-- THE INPUT --
----
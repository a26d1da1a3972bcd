//! Audio format descriptor and sample component encoding
//!
//! [`Format`] is the immutable metadata shared by every stream derived from
//! the same source: sample rate, channel count, and the byte width used when
//! samples are stored in a [`crate::buffer::Buffer`].
//!
//! Components are encoded little-endian:
//! - 1 byte:  signed 8-bit fixed point
//! - 2 bytes: signed 16-bit fixed point
//! - 3 bytes: signed 24-bit fixed point
//! - 4 bytes: IEEE 754 binary32
//!
//! Fixed-point widths clamp to [-1.0, 1.0] before quantizing, so values that
//! transiently exceeded the nominal range during mixing store as full scale.

use crate::error::{Error, Result};
use std::time::Duration;

/// Fixed-point full-scale values per width.
const SCALE_8: f32 = i8::MAX as f32;
const SCALE_16: f32 = i16::MAX as f32;
const SCALE_24: f32 = 8_388_607.0; // 2^23 - 1

/// Audio format descriptor.
///
/// Immutable once created; cheap to copy and share. All streams derived from
/// one source carry the same `Format`.
#[derive(Debug, Clone, Copy, PartialEq, Eq)]
pub struct Format {
    /// Samples per second per channel (e.g. 44100)
    pub sample_rate: u32,

    /// Number of channels (1 = mono, 2 = stereo, ...)
    pub channels: u16,

    /// Bytes used to store one sample component (1, 2, 3, or 4)
    pub bytes_per_sample: u16,
}

impl Format {
    /// Create a validated format descriptor.
    ///
    /// # Errors
    /// `Error::Configuration` if the sample rate is zero, the channel count is
    /// zero, or the byte width is not 1, 2, 3, or 4.
    pub fn new(sample_rate: u32, channels: u16, bytes_per_sample: u16) -> Result<Self> {
        if sample_rate == 0 {
            return Err(Error::Configuration("sample rate must be positive".into()));
        }
        if channels == 0 {
            return Err(Error::Configuration("channel count must be at least 1".into()));
        }
        if !(1..=4).contains(&bytes_per_sample) {
            return Err(Error::Configuration(format!(
                "bytes per sample must be 1-4, got {}",
                bytes_per_sample
            )));
        }
        Ok(Self {
            sample_rate,
            channels,
            bytes_per_sample,
        })
    }

    /// Bytes occupied by one frame (one sample per channel).
    pub fn bytes_per_frame(&self) -> usize {
        self.channels as usize * self.bytes_per_sample as usize
    }

    /// Wall-clock duration of `frames` frames at this sample rate.
    pub fn frames_to_duration(&self, frames: usize) -> Duration {
        // Split off whole seconds first so the nanosecond product cannot
        // overflow even for very large frame counts
        let rate = self.sample_rate as u64;
        let secs = frames as u64 / rate;
        let rem = frames as u64 % rate;
        Duration::new(secs, (rem * 1_000_000_000 / rate) as u32)
    }

    /// Number of whole frames covering `duration` at this sample rate.
    pub fn duration_to_frames(&self, duration: Duration) -> usize {
        (duration.as_secs_f64() * self.sample_rate as f64) as usize
    }

    /// Encode one frame of samples into `out`.
    ///
    /// `frame` must hold exactly `channels` samples and `out` exactly
    /// [`Format::bytes_per_frame`] bytes.
    pub fn encode_frame(&self, frame: &[f32], out: &mut [u8]) {
        debug_assert_eq!(frame.len(), self.channels as usize);
        debug_assert_eq!(out.len(), self.bytes_per_frame());

        let width = self.bytes_per_sample as usize;
        for (sample, chunk) in frame.iter().zip(out.chunks_exact_mut(width)) {
            encode_component(*sample, chunk);
        }
    }

    /// Decode one frame of samples from `bytes`.
    ///
    /// `bytes` must hold exactly [`Format::bytes_per_frame`] bytes and `out`
    /// exactly `channels` samples.
    pub fn decode_frame(&self, bytes: &[u8], out: &mut [f32]) {
        debug_assert_eq!(bytes.len(), self.bytes_per_frame());
        debug_assert_eq!(out.len(), self.channels as usize);

        let width = self.bytes_per_sample as usize;
        for (sample, chunk) in out.iter_mut().zip(bytes.chunks_exact(width)) {
            *sample = decode_component(chunk);
        }
    }
}

/// Encode a single sample component, little-endian, width = out.len().
pub(crate) fn encode_component(value: f32, out: &mut [u8]) {
    match out.len() {
        1 => {
            let q = (value.clamp(-1.0, 1.0) * SCALE_8).round() as i8;
            out[0] = q as u8;
        }
        2 => {
            let q = (value.clamp(-1.0, 1.0) * SCALE_16).round() as i16;
            out.copy_from_slice(&q.to_le_bytes());
        }
        3 => {
            let q = (value.clamp(-1.0, 1.0) * SCALE_24).round() as i32;
            out.copy_from_slice(&q.to_le_bytes()[..3]);
        }
        4 => {
            out.copy_from_slice(&value.to_le_bytes());
        }
        _ => unreachable!("validated at Format::new"),
    }
}

/// Decode a single sample component, little-endian, width = bytes.len().
pub(crate) fn decode_component(bytes: &[u8]) -> f32 {
    match bytes.len() {
        1 => bytes[0] as i8 as f32 / SCALE_8,
        2 => i16::from_le_bytes([bytes[0], bytes[1]]) as f32 / SCALE_16,
        3 => {
            // Sign-extend the 24-bit value through the top byte
            let raw = i32::from_le_bytes([bytes[0], bytes[1], bytes[2], 0]);
            ((raw << 8) >> 8) as f32 / SCALE_24
        }
        4 => f32::from_le_bytes([bytes[0], bytes[1], bytes[2], bytes[3]]),
        _ => unreachable!("validated at Format::new"),
    }
}
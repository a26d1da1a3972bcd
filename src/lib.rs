//! # mixcore
//!
//! In-memory audio buffering and real-time mixing core.
//!
//! **Purpose:** store decoded audio compactly in memory, expose cheap
//! seekable read views over it, and mix concurrently active streams into one
//! continuous output signal on a real-time device callback.
//!
//! **Architecture:** a single pull-based [`SampleStream`] capability is
//! implemented by every source (buffer views, decoder collaborators,
//! generators), and the [`Speaker`] sums whichever streams are currently
//! playing into each output batch. Decoding of compressed formats and device
//! enumeration policy live outside this crate.
//!
//! ```
//! use mixcore::{Buffer, Format, FrameStream, SampleStream};
//!
//! let format = Format::new(44100, 2, 2)?;
//! let mut buffer = Buffer::new(format);
//! buffer.append(&mut FrameStream::new(vec![0.5, -0.5, 0.25, 0.25], 2))?;
//!
//! // Views are cheap, independent, and seekable
//! let mut view = buffer.streamer(0, buffer.len())?;
//! let mut batch = [0.0f32; 4];
//! let (frames, ok) = view.stream(&mut batch);
//! assert_eq!(frames, 2);
//! assert!(ok);
//! # Ok::<(), mixcore::Error>(())
//! ```
//!
//! Playback (requires an output device):
//!
//! ```no_run
//! use mixcore::{Format, Speaker, SpeakerConfig, Silence};
//!
//! let format = Format::new(44100, 2, 2)?;
//! let mut speaker = Speaker::new();
//! speaker.init(format, SpeakerConfig::default())?;
//! speaker.start()?;
//!
//! // Control from any thread while the callback mixes concurrently
//! let controller = speaker.controller()?;
//! controller.play(Box::new(Silence::new(2, 44100)))?;
//! # Ok::<(), mixcore::Error>(())
//! ```

pub mod buffer;
pub mod decode;
pub mod error;
pub mod format;
pub mod mixer;
pub mod output;
pub mod speaker;
pub mod stream;

pub use buffer::{Buffer, BufferStreamer};
pub use decode::{Decoder, PcmDecoder};
pub use error::{Error, Result};
pub use format::Format;
pub use mixer::{MixScratch, Mixer};
pub use output::{CpalOutput, ErrorFn, FillFn, OutputDevice};
pub use speaker::{Controller, EngineEvent, Speaker, SpeakerConfig};
pub use stream::{FrameStream, SampleStream, SeekableStream, Silence};
//! SeaORM entity definitions for the stars-keeper database schema.

pub mod prelude;
pub mod repository;
pub mod star;
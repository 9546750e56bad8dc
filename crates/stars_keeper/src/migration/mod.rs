//! Database migrations for the stars-keeper schema.
//!
//! This module is only available when the `migrate` feature is enabled.
//! Applied migrations are recorded in `stars_keeper_migrations`, and every
//! migration is written so that running it against an up-to-date schema is a
//! no-op.

pub use sea_orm_migration::prelude::*;

mod m20250301_000001_create_stars;
mod m20250301_000002_create_repositories;
mod m20250312_000001_add_repository_details;

/// The migrator that runs all migrations.
pub struct Migrator;

#[async_trait::async_trait]
impl MigratorTrait for Migrator {
    fn migrations() -> Vec<Box<dyn MigrationTrait>> {
        vec![
            Box::new(m20250301_000001_create_stars::Migration),
            Box::new(m20250301_000002_create_repositories::Migration),
            Box::new(m20250312_000001_add_repository_details::Migration),
        ]
    }

    fn migration_table_name() -> SeaRc<dyn Iden> {
        SeaRc::new(Alias::new("stars_keeper_migrations"))
    }
}
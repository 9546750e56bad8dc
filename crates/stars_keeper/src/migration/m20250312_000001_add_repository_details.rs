//! Add descriptive columns to `repositories`.
//!
//! SQLite only accepts one column per `ALTER TABLE`, and has no
//! `ADD COLUMN IF NOT EXISTS`, so each column is added on its own and skipped
//! when it is already present.

use sea_orm_migration::prelude::*;

#[derive(DeriveMigrationName)]
pub struct Migration;

#[async_trait::async_trait]
impl MigrationTrait for Migration {
    async fn up(&self, manager: &SchemaManager) -> Result<(), DbErr> {
        for column in [
            ColumnDef::new(Repositories::Description).text().null().to_owned(),
            ColumnDef::new(Repositories::Topics)
                .json()
                .not_null()
                .default(Expr::cust("'[]'"))
                .to_owned(),
            ColumnDef::new(Repositories::FullName).string().null().to_owned(),
            ColumnDef::new(Repositories::Readme).text().null().to_owned(),
        ] {
            let name = column.get_column_name();
            if manager.has_column("repositories", &name).await? {
                continue;
            }

            manager
                .alter_table(
                    Table::alter()
                        .table(Repositories::Table)
                        .add_column(column)
                        .to_owned(),
                )
                .await?;
        }

        Ok(())
    }

    async fn down(&self, manager: &SchemaManager) -> Result<(), DbErr> {
        for column in [
            Repositories::Readme,
            Repositories::FullName,
            Repositories::Topics,
            Repositories::Description,
        ] {
            if !manager
                .has_column("repositories", column.to_string())
                .await?
            {
                continue;
            }

            manager
                .alter_table(
                    Table::alter()
                        .table(Repositories::Table)
                        .drop_column(column)
                        .to_owned(),
                )
                .await?;
        }

        Ok(())
    }
}

#[derive(DeriveIden)]
enum Repositories {
    Table,
    Description,
    Topics,
    FullName,
    Readme,
}
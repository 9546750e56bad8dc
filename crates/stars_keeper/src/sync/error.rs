//! Sync pipeline error types.

use thiserror::Error;

use crate::github::GitHubError;
use crate::store::StoreError;

/// The pipeline stage an error came from.
#[derive(Debug, Clone, Copy, PartialEq, Eq)]
pub enum Stage {
    Fetch,
    Persist,
}

impl std::fmt::Display for Stage {
    fn fmt(&self, f: &mut std::fmt::Formatter<'_>) -> std::fmt::Result {
        match self {
            Self::Fetch => write!(f, "fetch"),
            Self::Persist => write!(f, "persist"),
        }
    }
}

/// An error raised inside a single stage.
#[derive(Debug, Error)]
pub enum StageError {
    #[error(transparent)]
    GitHub(#[from] GitHubError),

    /// A starred item arrived without its repository.
    #[error("Starred item from {starred_at} has no repository")]
    MissingRepository { starred_at: String },

    #[error("Failed to save {kind} {id}: {source}")]
    Persist {
        kind: &'static str,
        id: String,
        #[source]
        source: StoreError,
    },
}

/// Errors returned by a sync run.
#[derive(Debug, Error)]
pub enum SyncError {
    /// The first stage error, which cancelled the rest of the run.
    #[error("{stage} stage failed: {source}")]
    Failed {
        stage: Stage,
        #[source]
        source: StageError,
    },

    /// The run was cancelled from outside before it finished.
    #[error("Sync cancelled")]
    Cancelled,

    #[error("Sync task panicked: {message}")]
    TaskPanicked { message: String },
}

impl SyncError {
    /// The stage that failed, if any.
    pub fn stage(&self) -> Option<Stage> {
        match self {
            Self::Failed { stage, .. } => Some(*stage),
            _ => None,
        }
    }
}

/// Result type for sync operations.
pub type Result<T> = std::result::Result<T, SyncError>;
----
-- WHAT YOU WILL DO --
All that belongs in your answer is the stretch of entries above from the line with "width = out.len()." through the line with "memory, expose cheap", printed exactly.

-- RESULT --
/// Encode a single sample component, little-endian, width = out.len().
pub(crate) fn encode_component(value: f32, out: &mut [u8]) {
    match out.len() {
        1 => {
            let q = (value.clamp(-1.0, 1.0) * SCALE_8).round() as i8;
            out[0] = q as u8;
        }
        2 => {
            let q = (value.clamp(-1.0, 1.0) * SCALE_16).round() as i16;
            out.copy_from_slice(&q.to_le_bytes());
        }
        3 => {
            let q = (value.clamp(-1.0, 1.0) * SCALE_24).round() as i32;
            out.copy_from_slice(&q.to_le_bytes()[..3]);
        }
        4 => {
            out.copy_from_slice(&value.to_le_bytes());
        }
        _ => unreachable!("validated at Format::new"),
    }
}

/// Decode a single sample component, little-endian, width = bytes.len().
pub(crate) fn decode_component(bytes: &[u8]) -> f32 {
    match bytes.len() {
        1 => bytes[0] as i8 as f32 / SCALE_8,
        2 => i16::from_le_bytes([bytes[0], bytes[1]]) as f32 / SCALE_16,
        3 => {
            // Sign-extend the 24-bit value through the top byte
            let raw = i32::from_le_bytes([bytes[0], bytes[1], bytes[2], 0]);
            ((raw << 8) >> 8) as f32 / SCALE_24
        }
        4 => f32::from_le_bytes([bytes[0], bytes[1], bytes[2], bytes[3]]),
        _ => unreachable!("validated at Format::new"),
    }
}
repository a26d1da1a3972bcd
filename src/lib.rs
//! # mixcore
//!
//! In-memory audio buffering and real-time mixing core.
//!
//! **Purpose:** store decoded audio compactly in memory, expose cheap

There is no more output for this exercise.